> Exercise details: Up through the line that contains "const HOUR_TIME_FORMAT: &str", retype the entries exactly, beginning at the very first line.

> Data provided:
========================================================================
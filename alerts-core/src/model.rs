use chrono::{DateTime, NaiveDate, NaiveDateTime};
use serde::{Deserialize, Deserializer, Serialize};
use std::fmt;

/// Local wall-clock layout used by the provider for hourly samples.
const HOUR_TIME_FORMAT: &str = "%Y-%m-%d %H:%M";

/// Opaque, stable identifier of a message recipient (a chat id).
#[derive(Debug, Clone, PartialEq, Eq, PartialOrd, Ord, Hash, Serialize, Deserialize)]
#[serde(transparent)]
pub struct RecipientId(String);

impl RecipientId {
    pub fn new(id: impl Into<String>) -> Self {
        Self(id.into())
    }

    pub fn as_str(&self) -> &str {
        &self.0
    }
}

impl fmt::Display for RecipientId {
    fn fmt(&self, f: &mut fmt::Formatter<'_>) -> fmt::Result {
        f.write_str(&self.0)
    }
}

impl From<&str> for RecipientId {
    fn from(value: &str) -> Self {
        Self(value.to_string())
    }
}

impl From<String> for RecipientId {
    fn from(value: String) -> Self {
        Self(value)
    }
}

impl From<i64> for RecipientId {
    fn from(value: i64) -> Self {
        Self(value.to_string())
    }
}

/// Forecast payload as returned by the provider's forecast endpoint.
///
/// Every field is optional on the wire; missing data renders as empty rather
/// than failing the whole report.
#[derive(Debug, Clone, Default, Serialize, Deserialize)]
#[serde(default)]
pub struct ForecastData {
    pub location: Option<PlaceInfo>,
    pub current: Current,
    pub forecast: Forecast,
}

impl ForecastData {
    /// The first forecast day, which is "today" for the queried location.
    pub fn today(&self) -> Option<&ForecastDay> {
        self.forecast.forecastday.first()
    }
}

#[derive(Debug, Clone, Default, Serialize, Deserialize)]
#[serde(default)]
pub struct PlaceInfo {
    pub name: String,
    pub country: String,
    pub tz_id: Option<String>,
}

#[derive(Debug, Clone, Default, Serialize, Deserialize)]
#[serde(default)]
pub struct Condition {
    pub text: String,
}

/// Current-conditions block.
#[derive(Debug, Clone, Default, Serialize, Deserialize)]
#[serde(default)]
pub struct Current {
    pub temp_c: Option<f64>,
    pub feelslike_c: Option<f64>,
    pub humidity: Option<f64>,
    pub wind_kph: Option<f64>,
    pub wind_dir: Option<String>,
    pub uv: Option<f64>,
    pub vis_km: Option<f64>,
    pub condition: Option<Condition>,
    pub air_quality: Option<AirQuality>,
}

impl Current {
    /// US EPA air-quality index (1..=6). Absent data reads as 0.
    pub fn aqi_index(&self) -> u8 {
        self.air_quality
            .as_ref()
            .and_then(|aq| aq.us_epa_index)
            .unwrap_or(0)
    }
}

#[derive(Debug, Clone, Default, Serialize, Deserialize)]
#[serde(default)]
pub struct AirQuality {
    #[serde(rename = "us-epa-index")]
    pub us_epa_index: Option<u8>,
}

#[derive(Debug, Clone, Default, Serialize, Deserialize)]
#[serde(default)]
pub struct Forecast {
    pub forecastday: Vec<ForecastDay>,
}

#[derive(Debug, Clone, Default, Serialize, Deserialize)]
#[serde(default)]
pub struct ForecastDay {
    pub date: Option<String>,
    pub day: DayAggregate,
    pub astro: Option<Astro>,
    pub hour: Vec<HourSample>,
}

/// Daily aggregates for one forecast or history day.
#[derive(Debug, Clone, Default, Serialize, Deserialize)]
#[serde(default)]
pub struct DayAggregate {
    pub maxtemp_c: Option<f64>,
    pub mintemp_c: Option<f64>,
    pub avgtemp_c: Option<f64>,
    pub totalprecip_mm: Option<f64>,
    #[serde(deserialize_with = "de_flag")]
    pub daily_will_it_rain: bool,
    pub daily_chance_of_rain: Option<f64>,
    pub condition: Option<Condition>,
}

impl DayAggregate {
    pub fn chance_of_rain(&self) -> f64 {
        self.daily_chance_of_rain.unwrap_or(0.0)
    }
}

#[derive(Debug, Clone, Default, Serialize, Deserialize)]
#[serde(default)]
pub struct Astro {
    pub sunrise: Option<String>,
    pub sunset: Option<String>,
}

/// One hourly sample of a forecast day.
#[derive(Debug, Clone, Default, Serialize, Deserialize)]
#[serde(default)]
pub struct HourSample {
    pub time_epoch: i64,
    /// Local wall-clock time at the location, e.g. `2024-05-01 08:00`.
    pub time: Option<String>,
    #[serde(deserialize_with = "de_flag")]
    pub will_it_rain: bool,
}

impl HourSample {
    pub fn new(local_time: NaiveDateTime, will_it_rain: bool) -> Self {
        Self {
            time_epoch: local_time.and_utc().timestamp(),
            time: Some(local_time.format(HOUR_TIME_FORMAT).to_string()),
            will_it_rain,
        }
    }

    /// Wall-clock time of the sample at the forecast location. Falls back to
    /// the epoch timestamp read as UTC when the local string is absent.
    pub fn local_time(&self) -> Option<NaiveDateTime> {
        self.time
            .as_deref()
            .and_then(|s| NaiveDateTime::parse_from_str(s, HOUR_TIME_FORMAT).ok())
            .or_else(|| DateTime::from_timestamp(self.time_epoch, 0).map(|dt| dt.naive_utc()))
    }
}

/// Aggregated weather for one past day.
#[derive(Debug, Clone, Serialize, Deserialize)]
pub struct DayRecord {
    pub date: NaiveDate,
    pub location_name: Option<String>,
    pub day: DayAggregate,
}

/// Accepts `true`/`false`, `0`/`1` or null for rain flags; the provider sends integers.
fn de_flag<'de, D>(deserializer: D) -> Result<bool, D::Error>
where
    D: Deserializer<'de>,
{
    #[derive(Deserialize)]
    #[serde(untagged)]
    enum Flag {
        Bool(bool),
        Int(i64),
        Float(f64),
    }

    Ok(match Option::<Flag>::deserialize(deserializer)? {
        Some(Flag::Bool(b)) => b,
        Some(Flag::Int(n)) => n != 0,
        Some(Flag::Float(f)) => f != 0.0,
        None => false,
    })
}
========================================================================
> Answer box:
filename alerts-core/src/model.rs
use chrono::{DateTime, NaiveDate, NaiveDateTime};
use serde::{Deserialize, Deserializer, Serialize};
use std::fmt;

/// Local wall-clock layout used by the provider for hourly samples.
const HOUR_TIME_FORMAT: &str = "%Y-%m-%d %H:%M";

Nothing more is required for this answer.